Hop on over to this beyond-the-everyday farm in Arlington. Dedicated to educating the public about some of Australia’s amazingly original animals, this petting farm tips the scales on usual finds. During the 40-minute guided tour, kiddos can interact with and sometimes feed kangaroos, pygmy goats, wallabies, wallaroos, llamas, lemurs, alpacas and more. Psst...be sure to bring your camera to this one! There are plenty of post-worthy photo ops your won’t want to miss!

Good to know: The farm is closed to visitors Monday and Tuesday, but once hump day hits, it’s a great time to make a trip to the Outback!

10030 State Route 530 N.E.
Arlington, WA 98223
360-403-7474
Online: outbackkangaroofarm.com

Kelsey Creek Farm

Bellevue’s favorite petting farm is a family hot spot on sunny days. And although parents think the picnic-able fields and wide stroller-friendly paths are the big draw, their kidlets know it’s all about the animals. Easy-to-follow signs keep the Littles learning as they make the rounds on the farm’s self-guided tour around the barns and pens. This is where they can check out chickens, stare down pigs and baa with the best of ‘em strolling around the property. The park is free to wander, and you can find the animals in their pastures from 9:30 a.m.-3:30 p.m. rain or shine. Our favorite part? When your little farm hand has finally had his fill of Old McDonald’s pals, you can head to the playground for some sliding, swinging and jumping before hitting the road. Yee-haw!

Farm Extra: Mark your calendars for Sat., Oct 6 to celebrate fall at the farm. There will be children's crafts, inflatables, entertainment, tractor rides, animal encounters and more!

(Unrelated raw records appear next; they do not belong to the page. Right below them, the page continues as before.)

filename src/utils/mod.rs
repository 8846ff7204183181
pub mod error;
pub mod logger;
pub mod monitor;
pub mod validation;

Good to know: Touring the farm with your PEPS, co-op or other parenting group in October or November and May is a blast! Plan it now while you can!

410 130th Pl. S.E.
Bellevue, WA 98008
425-452-7688
Online: farmerjayne.com

photo: Lindsay Engler

Forest Park Animal Farm

Wander with your waddler around this farm in Everett, where you'll find ducks, rabbits, pigs, goats and ponies looking for a meet-and-greet with your group. The farm is open daily now through August 19, from 10 a.m.-4 p.m., and admission is free, although donations to help cover feed and farm costs are always appreciated. Since this park is run by the parks and recreation department, you'll find plenty to do here once your kids have petted themselves out, like a playground, spray park and plenty of shade to take refuge while the kids cool off on a hot day. Sounds like a great way to spend a lazy day with your favorite friends!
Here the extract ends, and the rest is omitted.